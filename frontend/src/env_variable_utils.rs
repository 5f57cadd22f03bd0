use lazy_static::lazy_static;
use web_sys::window;

lazy_static! {
    pub static ref BACKEND_URL: String = get_api_base_url();
}

pub fn get_env_var(key: &str) -> Option<String> {
    let window = window()?;

    // Populated by env.js before the wasm bundle loads
    let env_config = js_sys::Reflect::get(&window, &"ENV_CONFIG".into()).ok()?;

    if env_config.is_undefined() {
        log::warn!("ENV_CONFIG is undefined - environment variables not loaded");
        return None;
    }

    let value = js_sys::Reflect::get(&env_config, &key.into()).ok()?;

    if !value.is_undefined() {
        value.as_string()
    } else {
        log::warn!("Environment variable '{}' is undefined", key);
        None
    }
}

pub fn get_api_base_url() -> String {
    get_env_var("BACKEND_URL")
        .map(|url| url.trim_end_matches('/').to_string())
        .unwrap_or_else(|| "http://localhost:8000".to_string())
}

pub fn get_app_name() -> String {
    get_env_var("APP_NAME").unwrap_or_else(|| "YouTube Video Analyzer".to_string())
}

pub fn is_debug_mode() -> bool {
    get_env_var("DEBUG_MODE")
        .unwrap_or_else(|| "false".to_string())
        .parse()
        .unwrap_or(false)
}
===
PROBLEM DETAILS >>
Each line from the one containing "pub fn is_debug_mode()" through the end of the material must be output exactly, and no other line.

RESULT BELOW >>
pub fn is_debug_mode() -> bool {
    get_env_var("DEBUG_MODE")
        .unwrap_or_else(|| "false".to_string())
        .parse()
        .unwrap_or(false)
}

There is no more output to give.